Security Basics mailing list archives
RE: managing a SYN flood
From: "David Gillett" <gillettdavid () fhda edu>
Date: Mon, 8 Mar 2004 12:39:10 -0800
-----Original Message----- From: nick [mailto:nick () mobilia it] Managing a syn flood really can't be done at the server level, even if you're denying all the traffic coming from the IP address (or addresses), it's still going to be clogging your pipe.
All true, except that while a SYN flood *may* clog the pipe, that's not it's primary mode of attack. The first packet of a TCP "3-way handshake" has the SYN flag set. When the server sees that, it responds with a packet with SYN and ACK set. A packet with just ACK set completes the handshake. In order to recognize and process that ACK packet, the server needs to remember that it already saw a corresponding SYN and sent a SYN-ACK. That "remembering" function is implemented by a connection table in the server. Connection tables are often of fixed size.
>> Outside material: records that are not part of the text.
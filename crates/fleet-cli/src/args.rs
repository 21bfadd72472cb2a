//! Command-line flags. Every flag falls back to a `FLEET_*` environment
//! variable.

use anyhow::{Context, bail};
use clap::{ArgAction, Args, Parser, ValueEnum};
use fleet_core::maps::parse_key_values;
use fleet_core::{LabelFilter, PoolConfig, UserDataTemplate};
use fleet_providers::{DigitalOceanConfig, HetznerConfig, ProviderConfig};
use fleet_trace::{OtlpConfig, TracingConfig};
use std::path::PathBuf;

#[derive(Debug, Parser)]
#[command(name = "fleet-autoscaler")]
#[command(author, version, about = "Scale Woodpecker CI agents on cloud providers", long_about = None)]
pub struct Cli {
    #[command(flatten)]
    pub logging: LoggingArgs,

    #[command(flatten)]
    pub server: ServerArgs,

    #[command(flatten)]
    pub pool: PoolArgs,

    /// Cloud provider hosting the agents
    #[arg(long, env = "FLEET_PROVIDER", value_enum)]
    pub provider: ProviderKind,

    /// User-data template replacing the built-in cloud-init
    #[arg(long, env = "FLEET_USER_DATA_FILE")]
    pub user_data_file: Option<PathBuf>,

    #[command(flatten)]
    pub hetzner: HetznerArgs,

    #[command(flatten)]
    pub digitalocean: DigitalOceanArgs,
}

#[derive(Debug, Clone, Copy, PartialEq, Eq, ValueEnum)]
pub enum ProviderKind {
    #[value(name = "hetznercloud")]
    HetznerCloud,
    #[value(name = "digitalocean")]
    DigitalOcean,
}

#[derive(Debug, Args)]
pub struct LoggingArgs {
    /// Log level or filter directive (RUST_LOG takes precedence)
    #[arg(long, env = "FLEET_LOG_LEVEL", default_value = "info")]
    pub log_level: String,

    /// Emit logs as JSON
    #[arg(long, env = "FLEET_LOG_JSON")]
    pub log_json: bool,

    /// OTLP collector endpoint; traces are exported when set
    #[arg(long, env = "FLEET_OTLP_ENDPOINT")]
    pub otlp_endpoint: Option<String>,

    /// Fraction of traces to sample
    #[arg(long, env = "FLEET_OTLP_SAMPLE_RATE", default_value_t = 1.0)]
    pub otlp_sample_rate: f64,
}

#[derive(Debug, Args)]
pub struct ServerArgs {
    /// CI server address
    #[arg(long, env = "FLEET_SERVER_URL", default_value = "http://localhost:8000")]
    pub server_url: String,

    /// CI server API token
    #[arg(long, env = "FLEET_SERVER_TOKEN", hide_env_values = true)]
    pub server_token: Option<String>,

    /// File holding the CI server API token
    #[arg(long, env = "FLEET_SERVER_TOKEN_FILE", conflicts_with = "server_token")]
    pub server_token_file: Option<PathBuf>,

    /// Timeout for a single CI server request
    #[arg(long, env = "FLEET_SERVER_TIMEOUT", default_value = "30s")]
    pub server_timeout: humantime::Duration,
}

#[derive(Debug, Args)]
pub struct PoolArgs {
    /// Interval between reconciliations
    #[arg(long, env = "FLEET_RECONCILIATION_INTERVAL", default_value = "1m")]
    pub reconciliation_interval: humantime::Duration,

    /// Pool id, part of every agent name
    #[arg(long, env = "FLEET_POOL_ID", default_value = "1")]
    pub pool_id: String,

    #[arg(long, env = "FLEET_MIN_AGENTS", default_value_t = 1)]
    pub min_agents: usize,

    #[arg(long, env = "FLEET_MAX_AGENTS", default_value_t = 10)]
    pub max_agents: usize,

    /// Workflows one agent runs in parallel
    #[arg(long, env = "FLEET_WORKFLOWS_PER_AGENT", default_value_t = 2)]
    pub workflows_per_agent: usize,

    /// Time without contact before an agent is removed
    #[arg(long, env = "FLEET_AGENT_INACTIVITY_TIMEOUT", default_value = "10m")]
    pub agent_inactivity_timeout: humantime::Duration,

    /// Time since last work before an agent may be removed
    #[arg(long, env = "FLEET_AGENT_IDLE_TIMEOUT", default_value = "10m")]
    pub agent_idle_timeout: humantime::Duration,

    /// Only count tasks with this label (key=value)
    #[arg(long, env = "FLEET_FILTER_LABELS")]
    pub filter_labels: Option<LabelFilter>,

    /// Agent container image
    #[arg(long, env = "FLEET_AGENT_IMAGE", default_value = "woodpeckerci/woodpecker-agent:next")]
    pub agent_image: String,

    /// Extra agent environment (key=value, comma separated)
    #[arg(long, env = "FLEET_AGENT_ENV", value_delimiter = ',')]
    pub agent_env: Vec<String>,

    /// gRPC address agents connect to
    #[arg(long, env = "FLEET_GRPC_ADDR", default_value = "woodpecker-server:9000")]
    pub grpc_addr: String,

    /// Agents connect to the gRPC endpoint over TLS
    #[arg(long, env = "FLEET_GRPC_SECURE")]
    pub grpc_secure: bool,
}

#[derive(Debug, Args)]
pub struct HetznerArgs {
    #[arg(long, env = "FLEET_HETZNERCLOUD_API_TOKEN", hide_env_values = true)]
    pub hetznercloud_api_token: Option<String>,

    #[arg(long, env = "FLEET_HETZNERCLOUD_API_URL", default_value = "https://api.hetzner.cloud/v1")]
    pub hetznercloud_api_url: String,

    /// Server types in order of preference, each type[:location]
    #[arg(long, env = "FLEET_HETZNERCLOUD_SERVER_TYPE", value_delimiter = ',', default_value = "cx22")]
    pub hetznercloud_server_type: Vec<String>,

    /// Location for server types given without one
    #[arg(long, env = "FLEET_HETZNERCLOUD_LOCATION")]
    pub hetznercloud_location: Option<String>,

    #[arg(long, env = "FLEET_HETZNERCLOUD_IMAGE", default_value = "ubuntu-24.04")]
    pub hetznercloud_image: String,

    /// SSH key names
    #[arg(long, env = "FLEET_HETZNERCLOUD_SSH_KEYS", value_delimiter = ',')]
    pub hetznercloud_ssh_keys: Vec<String>,

    /// Network names
    #[arg(long, env = "FLEET_HETZNERCLOUD_NETWORKS", value_delimiter = ',')]
    pub hetznercloud_networks: Vec<String>,

    /// Firewall names
    #[arg(long, env = "FLEET_HETZNERCLOUD_FIREWALLS", value_delimiter = ',')]
    pub hetznercloud_firewalls: Vec<String>,

    /// Extra server labels (key=value)
    #[arg(long, env = "FLEET_HETZNERCLOUD_LABELS", value_delimiter = ',')]
    pub hetznercloud_labels: Vec<String>,

    #[arg(long, env = "FLEET_HETZNERCLOUD_PUBLIC_IPV4_ENABLE", default_value_t = true, action = ArgAction::Set)]
    pub hetznercloud_public_ipv4_enable: bool,

    #[arg(long, env = "FLEET_HETZNERCLOUD_PUBLIC_IPV6_ENABLE", default_value_t = true, action = ArgAction::Set)]
    pub hetznercloud_public_ipv6_enable: bool,
}

#[derive(Debug, Args)]
pub struct DigitalOceanArgs {
    #[arg(long, env = "FLEET_DIGITALOCEAN_API_TOKEN", hide_env_values = true)]
    pub digitalocean_api_token: Option<String>,

    #[arg(long, env = "FLEET_DIGITALOCEAN_API_URL", default_value = "https://api.digitalocean.com/v2")]
    pub digitalocean_api_url: String,

    #[arg(long, env = "FLEET_DIGITALOCEAN_REGION", default_value = "nyc1")]
    pub digitalocean_region: String,

    #[arg(long, env = "FLEET_DIGITALOCEAN_SIZE", default_value = "s-1vcpu-1gb")]
    pub digitalocean_size: String,

    #[arg(long, env = "FLEET_DIGITALOCEAN_IMAGE", default_value = "ubuntu-22-04-x64")]
    pub digitalocean_image: String,

    /// SSH key id or fingerprint; an account key is picked when unset
    #[arg(long, env = "FLEET_DIGITALOCEAN_SSH_KEY")]
    pub digitalocean_ssh_key: Option<String>,

    #[arg(long, env = "FLEET_DIGITALOCEAN_TAGS", value_delimiter = ',')]
    pub digitalocean_tags: Vec<String>,

    #[arg(long, env = "FLEET_DIGITALOCEAN_VPC_UUID")]
    pub digitalocean_vpc_uuid: Option<String>,

    #[arg(long, env = "FLEET_DIGITALOCEAN_IPV6")]
    pub digitalocean_ipv6: bool,

    #[arg(long, env = "FLEET_DIGITALOCEAN_MONITORING", default_value_t = true, action = ArgAction::Set)]
    pub digitalocean_monitoring: bool,

    #[arg(long, env = "FLEET_DIGITALOCEAN_FIREWALL_ID")]
    pub digitalocean_firewall_id: Option<String>,
}

impl Cli {
    pub fn tracing_config(&self) -> TracingConfig {
        TracingConfig {
            log_level: self.logging.log_level.clone(),
            json: self.logging.log_json,
            otlp: self.logging.otlp_endpoint.clone().map(|endpoint| OtlpConfig {
                endpoint,
                sample_rate: self.logging.otlp_sample_rate,
                ..Default::default()
            }),
            ..Default::default()
        }
    }

    pub fn pool_config(&self) -> anyhow::Result<PoolConfig> {
        let pool = &self.pool;
        let environment = parse_key_values(&pool.agent_env).context("invalid --agent-env")?;

        Ok(PoolConfig {
            min_agents: pool.min_agents,
            max_agents: pool.max_agents,
            workflows_per_agent: pool.workflows_per_agent,
            pool_id: pool.pool_id.clone(),
            agent_inactivity_timeout: pool.agent_inactivity_timeout.into(),
            agent_idle_timeout: pool.agent_idle_timeout.into(),
            filter_labels: pool.filter_labels.clone(),
            image: pool.agent_image.clone(),
            environment,
            grpc_address: pool.grpc_addr.clone(),
            grpc_secure: pool.grpc_secure,
        })
    }

    pub fn server_token(&self) -> anyhow::Result<String> {
        if let Some(token) = self.server.server_token.as_deref().filter(|t| !t.is_empty()) {
            return Ok(token.to_string());
        }
        if let Some(path) = &self.server.server_token_file {
            let token = std::fs::read_to_string(path)
                .with_context(|| format!("reading server token from {}", path.display()))?;
            return Ok(token.trim().to_string());
        }
        bail!("please provide a CI server API token (--server-token or --server-token-file)")
    }

    pub fn user_data_template(&self) -> anyhow::Result<UserDataTemplate> {
        match &self.user_data_file {
            Some(path) => {
                let source = std::fs::read_to_string(path)
                    .with_context(|| format!("reading user data template {}", path.display()))?;
                Ok(UserDataTemplate::new(source))
            }
            None => Ok(UserDataTemplate::default()),
        }
    }

    pub fn provider_config(&self) -> anyhow::Result<ProviderConfig> {
        match self.provider {
            ProviderKind::HetznerCloud => {
                let args = &self.hetzner;
                let labels = parse_key_values(&args.hetznercloud_labels)
                    .context("invalid --hetznercloud-labels")?;
                Ok(ProviderConfig::HetznerCloud(HetznerConfig {
                    api_token: required(&args.hetznercloud_api_token, "--hetznercloud-api-token")?,
                    api_url: args.hetznercloud_api_url.clone(),
                    server_types: args.hetznercloud_server_type.clone(),
                    location: args.hetznercloud_location.clone(),
                    image: args.hetznercloud_image.clone(),
                    ssh_keys: args.hetznercloud_ssh_keys.clone(),
                    networks: args.hetznercloud_networks.clone(),
                    firewalls: args.hetznercloud_firewalls.clone(),
                    labels,
                    enable_ipv4: args.hetznercloud_public_ipv4_enable,
                    enable_ipv6: args.hetznercloud_public_ipv6_enable,
                }))
            }
            ProviderKind::DigitalOcean => {
                let args = &self.digitalocean;
                Ok(ProviderConfig::DigitalOcean(DigitalOceanConfig {
                    api_token: required(&args.digitalocean_api_token, "--digitalocean-api-token")?,
                    api_url: args.digitalocean_api_url.clone(),
                    region: args.digitalocean_region.clone(),
                    size: args.digitalocean_size.clone(),
                    image: args.digitalocean_image.clone(),
                    ssh_key: args.digitalocean_ssh_key.clone(),
                    tags: args.digitalocean_tags.clone(),
                    vpc_uuid: args.digitalocean_vpc_uuid.clone(),
                    ipv6: args.digitalocean_ipv6,
                    monitoring: args.digitalocean_monitoring,
                    firewall_id: args.digitalocean_firewall_id.clone(),
                }))
            }
        }
    }
}

fn required(value: &Option<String>, flag: &str) -> anyhow::Result<String> {
    match value.as_deref() {
        Some(v) if !v.is_empty() => Ok(v.to_string()),
        _ => bail!("{} is required for the selected provider", flag),
    }
}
A SYN flood DOS/DDOS attack is based on the premise that hosts might not gracefully handle the condition where the connection table becomes full; or at least may start rejecting valid connection requests if it has enough half-processed spurious ones. SYN packets are quite small. By comparison, the time a naive host will keep a half-opened connection in its table, waiting for the ACK, is quite large. A stream of SYNs sufficient to keep a host's table full might not use enough bandwidth to interfere with other servers/users at the site, let alone actually "clog the pipe". (The attacker is never going to send the ACK packet, so he's free to spoof the source address. If he makes it randomly different on every packet, that will limit how much help an upstream provider can be.) The most effective mitigations for a SYN flood are to modify the host's connection table handling code, either to time incomplete connections out more agressively, or discard incomplete connections as necessary when the table is full to accept new connections. A few network appliances claim to detect and block such attacks. I'm not sure how effective they can be if the source addresses are spoofed at random. David Gillett --------------------------------------------------------------------------- Ethical Hacking at the InfoSec Institute. Mention this ad and get $545 off any course! All of our class sizes are guaranteed to be 10 students or less to facilitate one-on-one interaction with one of our expert instructors. Attend a course taught by an expert instructor with years of in-the-field pen testing experience in our state of the art hacking lab. Master the skills of an Ethical Hacker to better assess the security of your organization. Visit us at: http://www.infosecinstitute.com/courses/ethical_hacking_training.html ----------------------------------------------------------------------------
Current thread:
- managing a SYN flood Bruyere, Michel (Mar 04)
- Re: managing a SYN flood JGrimshaw (Mar 04)
- Re: managing a SYN flood nick (Mar 08)
- RE: managing a SYN flood David Gillett (Mar 08)
- <Possible follow-ups>
- Re: managing a SYN flood H Carvey (Mar 04)
- RE: managing a SYN flood Joshua M. Jones (Mar 08)
- RE: managing a SYN flood Aditya, ALD [Aditya Lalit Deshmukh] (Mar 10)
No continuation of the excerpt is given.